The only semi-normal couple were Derwin and Melanie. Before I get started, let me ask the question everyone wanted to ask: who gave that little boy those cornrows? Why? Cornrows will mess us anybody's good looks. Look at Omarion, Lloyd, Bow Wow...Little Mama. Ok I don't know why I added her. It just fit. Once again, back to the topic at hand. I wish they'd just done the paternity test earlier. It's not rude to ask for one. The baby mama and him weren't in an exclusive relationship. He's not calling her a loose woman, he just wants to know that the baby is his. If anyone is allowed to take offense at a request for a paternity, it's Mary, mother of Jesus Christ. She was a virgin. If you are not a virgin or the mother of Jesus Christ or in an exclusive relationship, you should not be offended by a paternity test. Sure, it implies some trust issues but that's nothing some therapy can't fix. And, so is Melanie's friend failing in med school? How do you mess up a paternity test?? Melanie should have just picked one up at CVS (I saw one there, right next to the condoms. Nice.) I'm glad Derwin still wanted to be a father to the little boy when he found out the baby wasn't his. But I see what BET is trying to do, just like I could see through Melanie's white dress at the end of the show :/. Since Tia Mowry (Melanie) is preggers in real life, Melanie will conveniently become preggers as well. It's just a matter of how/when. Stay tuned...

No. I don't think I will, BET. Once again, you have chosen to promote something without substance. I have a bone to pick with BET. Why are the BET Awards so womp every year?? I know people at UT (students) who could whip that show into shape if added to the team. I know it's hard to be the face of black people on tv, but do better. And yea, stop showing those terrible BET special production movies. And by the way, your visual censor is broken. The last time I watched a movie, they blurred out the woman's nipples (but the boobs were clearly visible) but showed her thong-clad (it might have been floss) butt.

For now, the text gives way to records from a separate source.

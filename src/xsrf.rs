//! Stateless cross site request forgery protection.
//!
//! A token is `base64url(signature).issue_time_millis`, the signature being an
//! HMAC-SHA256 of the subject (the user login), the scope and the issue time, keyed
//! with a caller managed secret. Nothing is stored server side: a token is valid
//! as long as it was signed with the same secret for the same login and is younger
//! than the validity window.

use aws_lc_rs::hmac;
use axum_extra::extract::cookie::CookieJar;
use base64ct::{Base64UrlUnpadded, Encoding};
use headers::HeaderMapExt;
use http::{Method, request::Parts};
use time::{Duration, OffsetDateTime};
use tracing::debug;

use crate::{cookies::site_cookie, headers::XsrfToken};

pub const XSRF_COOKIE_NAME: &str = "XSRF-TOKEN";
/// Every token is scoped to the whole site.
pub const SCOPE: &str = "/";
pub const DEFAULT_VALIDITY: Duration = Duration::hours(24);
// Tolerance for tokens issued by a server whose clock is slightly ahead
const CLOCK_SKEW: Duration = Duration::minutes(1);

pub trait Clock: Send + Sync {
    fn now(&self) -> OffsetDateTime;
}

#[derive(Debug, Default, Clone, Copy)]
pub struct SystemClock;

impl Clock for SystemClock {
    fn now(&self) -> OffsetDateTime {
        OffsetDateTime::now_utc()
    }
}

/// Keyed, time windowed token primitive.
pub trait TokenSigner: Send + Sync {
    fn generate(&self, secret: &str, subject: &str, scope: &str) -> String;

    /// Must not fail: any malformed, forged or expired token is simply not valid.
    fn validate(
        &self,
        token: &str,
        secret: &str,
        subject: &str,
        scope: &str,
        window: Duration,
    ) -> bool;
}

#[derive(Debug, Default, Clone)]
pub struct HmacSigner<C = SystemClock> {
    clock: C,
}

impl HmacSigner {
    pub fn new() -> Self {
        Self::default()
    }
}

impl<C: Clock> HmacSigner<C> {
    pub fn with_clock(clock: C) -> Self {
        HmacSigner { clock }
    }

    fn sign(secret: &str, subject: &str, scope: &str, issued: i64) -> hmac::Tag {
        let key = hmac::Key::new(hmac::HMAC_SHA256, secret.as_bytes());
        hmac::sign(&key, message(subject, scope, issued).as_bytes())
    }
}

impl<C: Clock> TokenSigner for HmacSigner<C> {
    fn generate(&self, secret: &str, subject: &str, scope: &str) -> String {
        let issued = unix_millis(self.clock.now());
        let tag = Self::sign(secret, subject, scope, issued);
        format!("{}.{issued}", Base64UrlUnpadded::encode_string(tag.as_ref()))
    }

    fn validate(
        &self,
        token: &str,
        secret: &str,
        subject: &str,
        scope: &str,
        window: Duration,
    ) -> bool {
        let Some((signature, issued)) = token.rsplit_once('.') else {
            return false;
        };
        let Ok(issued) = issued.parse::<i64>() else {
            return false;
        };
        let Ok(issued_at) =
            OffsetDateTime::from_unix_timestamp_nanos(i128::from(issued) * 1_000_000)
        else {
            return false;
        };

        let now = self.clock.now();
        if now - issued_at >= window || issued_at > now + CLOCK_SKEW {
            return false;
        }

        let Ok(signature) = Base64UrlUnpadded::decode_vec(signature) else {
            return false;
        };
        let key = hmac::Key::new(hmac::HMAC_SHA256, secret.as_bytes());
        // Constant time comparison
        hmac::verify(&key, message(subject, scope, issued).as_bytes(), &signature).is_ok()
    }
}

// Escape the separator so that ("a:b", "c") and ("a", "b:c") sign different messages
fn clean(field: &str) -> String {
    field.replace(':', "_:")
}

fn message(subject: &str, scope: &str, issued: i64) -> String {
    format!("{}:{}:{issued}", clean(subject), clean(scope))
}

fn unix_millis(time: OffsetDateTime) -> i64 {
    (time.unix_timestamp_nanos() / 1_000_000) as i64
}

/// Methods exempted from the check by default, as they must not have side effects.
pub fn default_safe_methods() -> Vec<Method> {
    vec![Method::GET, Method::HEAD, Method::OPTIONS]
}

/// Issues and checks XSRF tokens bound to a user login.
#[derive(Debug, Clone)]
pub struct XsrfGuard<T = HmacSigner> {
    signer: T,
    window: Duration,
    safe_methods: Vec<Method>,
}

impl Default for XsrfGuard {
    fn default() -> Self {
        XsrfGuard::with_signer(HmacSigner::default())
    }
}

impl XsrfGuard {
    pub fn new() -> Self {
        Self::default()
    }
}

impl<T: TokenSigner> XsrfGuard<T> {
    pub fn with_signer(signer: T) -> Self {
        XsrfGuard {
            signer,
            window: DEFAULT_VALIDITY,
            safe_methods: default_safe_methods(),
        }
    }

    pub fn with_window(mut self, window: Duration) -> Self {
        self.window = window;
        self
    }

    /// An empty set means that every request must carry a valid token.
    pub fn with_safe_methods(mut self, methods: impl IntoIterator<Item = Method>) -> Self {
        self.safe_methods = methods.into_iter().collect();
        self
    }

    pub fn window(&self) -> Duration {
        self.window
    }

    pub fn safe_methods(&self) -> &[Method] {
        &self.safe_methods
    }

    pub fn is_safe(&self, method: &Method) -> bool {
        self.safe_methods.contains(method)
    }

    pub fn generate(&self, secret: &str, login: &str) -> String {
        self.signer.generate(secret, login, SCOPE)
    }

    pub fn validate(&self, token: &str, secret: &str, login: &str) -> bool {
        self.signer
            .validate(token, secret, login, SCOPE, self.window)
    }

    /// Safe methods always pass, others must carry a valid `X-XSRF-TOKEN` header.
    pub fn check_request(&self, parts: &Parts, secret: &str, login: &str) -> bool {
        if self.is_safe(&parts.method) {
            return true;
        }
        let Some(XsrfToken(token)) = parts.headers.typed_get::<XsrfToken>() else {
            debug!(method = %parts.method, uri = %parts.uri, "xsrf token not provided");
            return false;
        };
        let valid = self.validate(&token, secret, login);
        if !valid {
            debug!(method = %parts.method, uri = %parts.uri, login, "xsrf token rejected");
        }
        valid
    }

    /// Writes a fresh token in a cookie readable by the browser scripts.
    pub fn set_xsrf_cookie(
        &self,
        jar: CookieJar,
        parts: &Parts,
        secret: &str,
        login: &str,
    ) -> CookieJar {
        let token = self.generate(secret, login);
        jar.add(site_cookie(parts, XSRF_COOKIE_NAME, &token, false))
    }
}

I hope what I see on tv isn't a reflection of people's opinions about relationships. If they are that means: It's okay to cheat on your husband. It's okay to sleep with your best friend's girl friend, when you divorce a man you should get on tv and bash him every time you can, and it's ok to lie to your husband. I'm not bashing the people who watch and love this show, I'm bashing the values (or lack of values) that it represents.

Yes, I always ink this hard when I watch tv. Perhaps we all should.